● What the task requires: Each record below should be given again exactly as it reads.
*****
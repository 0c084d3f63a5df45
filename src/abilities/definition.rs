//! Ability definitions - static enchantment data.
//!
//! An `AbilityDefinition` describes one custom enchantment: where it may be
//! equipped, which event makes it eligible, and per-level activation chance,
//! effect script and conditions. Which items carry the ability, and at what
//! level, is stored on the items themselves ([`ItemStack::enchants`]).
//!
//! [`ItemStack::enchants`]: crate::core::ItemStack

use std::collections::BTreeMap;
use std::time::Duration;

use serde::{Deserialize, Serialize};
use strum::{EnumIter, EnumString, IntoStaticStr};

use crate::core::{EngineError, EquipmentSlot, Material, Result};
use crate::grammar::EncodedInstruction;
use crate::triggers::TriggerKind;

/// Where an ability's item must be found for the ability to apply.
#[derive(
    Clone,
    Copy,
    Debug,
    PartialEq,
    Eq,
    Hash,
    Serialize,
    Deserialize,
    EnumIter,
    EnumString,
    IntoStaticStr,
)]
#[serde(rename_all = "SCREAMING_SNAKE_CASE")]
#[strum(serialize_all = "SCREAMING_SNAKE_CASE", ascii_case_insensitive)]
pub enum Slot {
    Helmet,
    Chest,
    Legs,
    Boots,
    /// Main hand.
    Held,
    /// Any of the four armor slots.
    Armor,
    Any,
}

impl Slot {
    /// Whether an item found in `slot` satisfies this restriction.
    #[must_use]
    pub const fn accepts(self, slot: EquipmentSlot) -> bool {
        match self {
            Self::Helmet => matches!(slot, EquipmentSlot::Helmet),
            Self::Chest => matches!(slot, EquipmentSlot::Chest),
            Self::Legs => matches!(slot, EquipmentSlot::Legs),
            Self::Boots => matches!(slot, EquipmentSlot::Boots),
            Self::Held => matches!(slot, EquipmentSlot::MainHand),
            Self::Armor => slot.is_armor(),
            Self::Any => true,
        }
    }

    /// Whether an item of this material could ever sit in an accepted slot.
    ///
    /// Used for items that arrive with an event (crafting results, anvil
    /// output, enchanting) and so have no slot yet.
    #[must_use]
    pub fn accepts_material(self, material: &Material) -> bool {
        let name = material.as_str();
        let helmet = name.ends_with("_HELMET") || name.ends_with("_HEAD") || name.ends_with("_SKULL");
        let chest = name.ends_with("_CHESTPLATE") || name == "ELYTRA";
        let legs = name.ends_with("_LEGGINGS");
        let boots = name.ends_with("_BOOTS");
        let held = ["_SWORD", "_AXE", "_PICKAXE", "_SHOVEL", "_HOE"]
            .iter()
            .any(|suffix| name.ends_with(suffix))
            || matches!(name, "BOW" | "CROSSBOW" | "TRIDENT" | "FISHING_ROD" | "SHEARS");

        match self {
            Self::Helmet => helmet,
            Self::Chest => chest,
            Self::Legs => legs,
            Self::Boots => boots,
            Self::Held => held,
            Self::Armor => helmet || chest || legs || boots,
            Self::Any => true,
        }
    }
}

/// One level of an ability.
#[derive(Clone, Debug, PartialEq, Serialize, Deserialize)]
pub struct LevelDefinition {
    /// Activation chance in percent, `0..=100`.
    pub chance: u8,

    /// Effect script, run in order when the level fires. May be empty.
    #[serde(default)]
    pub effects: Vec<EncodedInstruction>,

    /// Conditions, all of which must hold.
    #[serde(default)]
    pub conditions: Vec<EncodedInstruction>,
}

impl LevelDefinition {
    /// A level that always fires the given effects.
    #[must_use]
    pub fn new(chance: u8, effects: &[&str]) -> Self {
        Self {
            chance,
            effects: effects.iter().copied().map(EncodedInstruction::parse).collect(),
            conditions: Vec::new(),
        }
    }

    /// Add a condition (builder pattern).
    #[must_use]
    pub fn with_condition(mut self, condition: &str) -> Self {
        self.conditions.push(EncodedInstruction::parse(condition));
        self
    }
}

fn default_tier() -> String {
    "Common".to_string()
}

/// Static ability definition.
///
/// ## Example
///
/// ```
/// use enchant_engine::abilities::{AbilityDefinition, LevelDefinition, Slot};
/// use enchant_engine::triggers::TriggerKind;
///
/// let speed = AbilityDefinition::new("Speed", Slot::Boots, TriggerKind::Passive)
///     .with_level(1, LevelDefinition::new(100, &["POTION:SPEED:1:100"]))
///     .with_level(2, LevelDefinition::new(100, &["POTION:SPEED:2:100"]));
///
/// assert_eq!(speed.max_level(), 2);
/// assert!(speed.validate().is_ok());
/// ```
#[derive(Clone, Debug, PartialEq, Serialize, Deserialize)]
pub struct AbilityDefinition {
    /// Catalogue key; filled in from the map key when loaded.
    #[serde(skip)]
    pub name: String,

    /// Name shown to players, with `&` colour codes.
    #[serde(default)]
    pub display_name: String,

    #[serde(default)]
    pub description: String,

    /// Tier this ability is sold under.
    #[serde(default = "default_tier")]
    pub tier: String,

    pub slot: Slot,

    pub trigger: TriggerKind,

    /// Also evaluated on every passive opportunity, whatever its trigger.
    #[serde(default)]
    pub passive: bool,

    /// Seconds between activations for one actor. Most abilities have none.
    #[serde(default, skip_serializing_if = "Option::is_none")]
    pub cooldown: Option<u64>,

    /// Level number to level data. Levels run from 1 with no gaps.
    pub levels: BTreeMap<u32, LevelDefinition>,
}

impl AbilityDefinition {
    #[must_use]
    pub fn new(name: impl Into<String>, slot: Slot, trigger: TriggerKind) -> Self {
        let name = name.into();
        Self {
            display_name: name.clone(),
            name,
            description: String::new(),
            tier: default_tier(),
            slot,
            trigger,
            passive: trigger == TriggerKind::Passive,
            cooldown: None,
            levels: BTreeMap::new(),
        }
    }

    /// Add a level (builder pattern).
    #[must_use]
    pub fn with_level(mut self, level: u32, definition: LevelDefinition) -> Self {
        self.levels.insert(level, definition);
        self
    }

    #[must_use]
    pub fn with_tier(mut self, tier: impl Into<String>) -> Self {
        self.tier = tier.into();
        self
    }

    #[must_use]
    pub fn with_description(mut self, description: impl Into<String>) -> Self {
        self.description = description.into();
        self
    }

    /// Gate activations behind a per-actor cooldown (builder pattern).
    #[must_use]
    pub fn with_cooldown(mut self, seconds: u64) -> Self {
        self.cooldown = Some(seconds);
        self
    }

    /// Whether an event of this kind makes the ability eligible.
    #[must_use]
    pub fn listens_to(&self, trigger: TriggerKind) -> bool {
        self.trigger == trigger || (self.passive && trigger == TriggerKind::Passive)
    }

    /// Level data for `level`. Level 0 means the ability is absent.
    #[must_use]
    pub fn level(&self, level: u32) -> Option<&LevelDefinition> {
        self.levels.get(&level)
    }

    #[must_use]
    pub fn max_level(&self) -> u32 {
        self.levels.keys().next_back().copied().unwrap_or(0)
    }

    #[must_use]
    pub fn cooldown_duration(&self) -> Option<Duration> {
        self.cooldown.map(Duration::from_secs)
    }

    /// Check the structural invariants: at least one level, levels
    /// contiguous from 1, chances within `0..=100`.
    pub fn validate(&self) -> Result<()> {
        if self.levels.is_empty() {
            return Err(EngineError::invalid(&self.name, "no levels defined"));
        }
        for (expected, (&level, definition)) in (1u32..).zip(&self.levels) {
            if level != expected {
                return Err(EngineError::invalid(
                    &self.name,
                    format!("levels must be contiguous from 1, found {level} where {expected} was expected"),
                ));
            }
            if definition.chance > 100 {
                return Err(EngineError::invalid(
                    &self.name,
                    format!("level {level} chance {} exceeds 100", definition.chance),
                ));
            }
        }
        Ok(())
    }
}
*****
● Problem solution:
repository 0c084d3f63a5df45
filename src/abilities/definition.rs
//! Ability definitions - static enchantment data.
//!
//! An `AbilityDefinition` describes one custom enchantment: where it may be
//! equipped, which event makes it eligible, and per-level activation chance,
//! effect script and conditions. Which items carry the ability, and at what
//! level, is stored on the items themselves ([`ItemStack::enchants`]).
//!
//! [`ItemStack::enchants`]: crate::core::ItemStack

use std::collections::BTreeMap;
use std::time::Duration;

use serde::{Deserialize, Serialize};
use strum::{EnumIter, EnumString, IntoStaticStr};

use crate::core::{EngineError, EquipmentSlot, Material, Result};
use crate::grammar::EncodedInstruction;
use crate::triggers::TriggerKind;

/// Where an ability's item must be found for the ability to apply.
#[derive(
    Clone,
    Copy,
    Debug,
    PartialEq,
    Eq,
    Hash,
    Serialize,
    Deserialize,
    EnumIter,
    EnumString,
    IntoStaticStr,
)]
#[serde(rename_all = "SCREAMING_SNAKE_CASE")]
#[strum(serialize_all = "SCREAMING_SNAKE_CASE", ascii_case_insensitive)]
pub enum Slot {
    Helmet,
    Chest,
    Legs,
    Boots,
    /// Main hand.
    Held,
    /// Any of the four armor slots.
    Armor,
    Any,
}

impl Slot {
    /// Whether an item found in `slot` satisfies this restriction.
    #[must_use]
    pub const fn accepts(self, slot: EquipmentSlot) -> bool {
        match self {
            Self::Helmet => matches!(slot, EquipmentSlot::Helmet),
            Self::Chest => matches!(slot, EquipmentSlot::Chest),
            Self::Legs => matches!(slot, EquipmentSlot::Legs),
            Self::Boots => matches!(slot, EquipmentSlot::Boots),
            Self::Held => matches!(slot, EquipmentSlot::MainHand),
            Self::Armor => slot.is_armor(),
            Self::Any => true,
        }
    }

    /// Whether an item of this material could ever sit in an accepted slot.
    ///
    /// Used for items that arrive with an event (crafting results, anvil
    /// output, enchanting) and so have no slot yet.
    #[must_use]
    pub fn accepts_material(self, material: &Material) -> bool {
        let name = material.as_str();
        let helmet = name.ends_with("_HELMET") || name.ends_with("_HEAD") || name.ends_with("_SKULL");
        let chest = name.ends_with("_CHESTPLATE") || name == "ELYTRA";
        let legs = name.ends_with("_LEGGINGS");
        let boots = name.ends_with("_BOOTS");
        let held = ["_SWORD", "_AXE", "_PICKAXE", "_SHOVEL", "_HOE"]
            .iter()
            .any(|suffix| name.ends_with(suffix))
            || matches!(name, "BOW" | "CROSSBOW" | "TRIDENT" | "FISHING_ROD" | "SHEARS");

        match self {
            Self::Helmet => helmet,
            Self::Chest => chest,
            Self::Legs => legs,
            Self::Boots => boots,
            Self::Held => held,
            Self::Armor => helmet || chest || legs || boots,
            Self::Any => true,
        }
    }
}

/// One level of an ability.
#[derive(Clone, Debug, PartialEq, Serialize, Deserialize)]
pub struct LevelDefinition {
    /// Activation chance in percent, `0..=100`.
    pub chance: u8,

    /// Effect script, run in order when the level fires. May be empty.
    #[serde(default)]
    pub effects: Vec<EncodedInstruction>,

    /// Conditions, all of which must hold.
    #[serde(default)]
    pub conditions: Vec<EncodedInstruction>,
}

impl LevelDefinition {
    /// A level that always fires the given effects.
    #[must_use]
    pub fn new(chance: u8, effects: &[&str]) -> Self {
        Self {
            chance,
            effects: effects.iter().copied().map(EncodedInstruction::parse).collect(),
            conditions: Vec::new(),
        }
    }

    /// Add a condition (builder pattern).
    #[must_use]
    pub fn with_condition(mut self, condition: &str) -> Self {
        self.conditions.push(EncodedInstruction::parse(condition));
        self
    }
}

fn default_tier() -> String {
    "Common".to_string()
}

/// Static ability definition.
///
/// ## Example
///
/// ```
/// use enchant_engine::abilities::{AbilityDefinition, LevelDefinition, Slot};
/// use enchant_engine::triggers::TriggerKind;
///
/// let speed = AbilityDefinition::new("Speed", Slot::Boots, TriggerKind::Passive)
///     .with_level(1, LevelDefinition::new(100, &["POTION:SPEED:1:100"]))
///     .with_level(2, LevelDefinition::new(100, &["POTION:SPEED:2:100"]));
///
/// assert_eq!(speed.max_level(), 2);
/// assert!(speed.validate().is_ok());
/// ```
#[derive(Clone, Debug, PartialEq, Serialize, Deserialize)]
pub struct AbilityDefinition {
    /// Catalogue key; filled in from the map key when loaded.
    #[serde(skip)]
    pub name: String,

    /// Name shown to players, with `&` colour codes.
    #[serde(default)]
    pub display_name: String,

    #[serde(default)]
    pub description: String,

    /// Tier this ability is sold under.
    #[serde(default = "default_tier")]
    pub tier: String,

    pub slot: Slot,

    pub trigger: TriggerKind,

    /// Also evaluated on every passive opportunity, whatever its trigger.
    #[serde(default)]
    pub passive: bool,

    /// Seconds between activations for one actor. Most abilities have none.
    #[serde(default, skip_serializing_if = "Option::is_none")]
    pub cooldown: Option<u64>,

    /// Level number to level data. Levels run from 1 with no gaps.
    pub levels: BTreeMap<u32, LevelDefinition>,
}

impl AbilityDefinition {
    #[must_use]
    pub fn new(name: impl Into<String>, slot: Slot, trigger: TriggerKind) -> Self {
        let name = name.into();
        Self {
            display_name: name.clone(),
            name,
            description: String::new(),
            tier: default_tier(),
            slot,
            trigger,
            passive: trigger == TriggerKind::Passive,
            cooldown: None,
            levels: BTreeMap::new(),
        }
    }

    /// Add a level (builder pattern).
    #[must_use]
    pub fn with_level(mut self, level: u32, definition: LevelDefinition) -> Self {
        self.levels.insert(level, definition);
        self
    }

    #[must_use]
    pub fn with_tier(mut self, tier: impl Into<String>) -> Self {
        self.tier = tier.into();
        self
    }

    #[must_use]
    pub fn with_description(mut self, description: impl Into<String>) -> Self {
        self.description = description.into();
        self
    }

    /// Gate activations behind a per-actor cooldown (builder pattern).
    #[must_use]
    pub fn with_cooldown(mut self, seconds: u64) -> Self {
        self.cooldown = Some(seconds);
        self
    }

    /// Whether an event of this kind makes the ability eligible.
    #[must_use]
    pub fn listens_to(&self, trigger: TriggerKind) -> bool {
        self.trigger == trigger || (self.passive && trigger == TriggerKind::Passive)
    }

    /// Level data for `level`. Level 0 means the ability is absent.
    #[must_use]
    pub fn level(&self, level: u32) -> Option<&LevelDefinition> {
        self.levels.get(&level)
    }

    #[must_use]
    pub fn max_level(&self) -> u32 {
        self.levels.keys().next_back().copied().unwrap_or(0)
    }

    #[must_use]
    pub fn cooldown_duration(&self) -> Option<Duration> {
        self.cooldown.map(Duration::from_secs)
    }

    /// Check the structural invariants: at least one level, levels
    /// contiguous from 1, chances within `0..=100`.
    pub fn validate(&self) -> Result<()> {
        if self.levels.is_empty() {
            return Err(EngineError::invalid(&self.name, "no levels defined"));
        }
        for (expected, (&level, definition)) in (1u32..).zip(&self.levels) {
            if level != expected {
                return Err(EngineError::invalid(
                    &self.name,
                    format!("levels must be contiguous from 1, found {level} where {expected} was expected"),
                ));
            }
            if definition.chance > 100 {
                return Err(EngineError::invalid(
                    &self.name,
                    format!("level {level} chance {} exceeds 100", definition.chance),
                ));
            }
        }
        Ok(())
    }
}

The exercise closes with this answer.